There is a serious conversation to be had about all of these subjects. But we won’t be having it. Instead, we’ll approach some sort of stasis – gridlock – as the two sides dig in. Witch hunt investigations will go nowhere; without the Independent Prosecutor around anymore, there is simply no way to compel top government people to testify in Congress, as Henry Waxman discovered.
But maybe gridlock is what we, the American people, want and need in the end. Nearly every institution in America is in a state of dysfunction at this point. As unpopular as the Dems and Obama are, there is nobody who polls higher. The economy trudges along in an anemic state of minimal recovery. There is no appetite for foreign policy adventures. The various cultural distractions of the day are as compelling – and vacuous – as ever.

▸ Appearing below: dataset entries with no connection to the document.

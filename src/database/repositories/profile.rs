//! Profile repository implementation

use serde::Deserialize;
use uuid::Uuid;

use crate::backend::BackendHandle;
use crate::models::{Profile, Role, UpdateProfileRequest, UpdateRoleRequest};
use crate::utils::errors::BackendResult;

const TABLE: &str = "profiles";

#[derive(Deserialize)]
struct FirstNameRow {
    first_name: Option<String>,
}

#[derive(Deserialize)]
struct RoleRow {
    #[serde(default)]
    role: Role,
}

#[derive(Clone)]
pub struct ProfileRepository {
    db: BackendHandle,
}

impl ProfileRepository {
    pub fn new(db: BackendHandle) -> Self {
        Self { db }
    }

    /// Find profile by ID
    pub async fn find_by_id(&self, id: Uuid) -> BackendResult<Profile> {
        self.db.from(TABLE).select("*").eq("id", id).single().await
    }

    pub async fn find_first_name(&self, id: Uuid) -> BackendResult<Option<String>> {
        let row: FirstNameRow = self
            .db
            .from(TABLE)
            .select("first_name")
            .eq("id", id)
            .single()
            .await?;
        Ok(row.first_name)
    }

    pub async fn find_role(&self, id: Uuid) -> BackendResult<Role> {
        let row: RoleRow = self
            .db
            .from(TABLE)
            .select("role")
            .eq("id", id)
            .single()
            .await?;
        Ok(row.role)
    }

    /// All profiles by first name
    pub async fn list(&self) -> BackendResult<Vec<Profile>> {
        self.db
            .from(TABLE)
            .select("*")
            .order("first_name", true)
            .execute()
            .await
    }

    /// Update the owner-editable fields
    pub async fn update_details(&self, id: Uuid, request: &UpdateProfileRequest) -> BackendResult<()> {
        self.db.from(TABLE).update(request).eq("id", id).execute().await
    }

    pub async fn update_role(&self, id: Uuid, role: Role) -> BackendResult<()> {
        self.db
            .from(TABLE)
            .update(&UpdateRoleRequest { role })
            .eq("id", id)
            .execute()
            .await
    }

    pub async fn delete(&self, id: Uuid) -> BackendResult<()> {
        self.db.from(TABLE).delete().eq("id", id).execute().await
    }
}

I predicted in early 2009 that the Democrats would get slaughtered if they failed to pass a health care law and/or the economy was still in trouble by November 2010. I firmly believe that the Dems would be in even WORSE shape if they had not bothered pushing ahead with comprehensive health care reform. They would have alienated conservatives by even broaching the topic, and they would have demoralized liberals with their failure.
But the economy still poses a real problem. Throughout American history the party in power has been blamed for economic woes – even when the electorate blames the other party for creating the crisis in the first place.
I’ll say again what I said 18 months ago: if the economy begins a robust and sustained recovery by late next year, Barack Obama will cruise to re-election and the Democrats will recoup most of their losses from this year. If the economy still stumbles along, we may be in for a far more chaotic election in 2012 – especially for Democrats.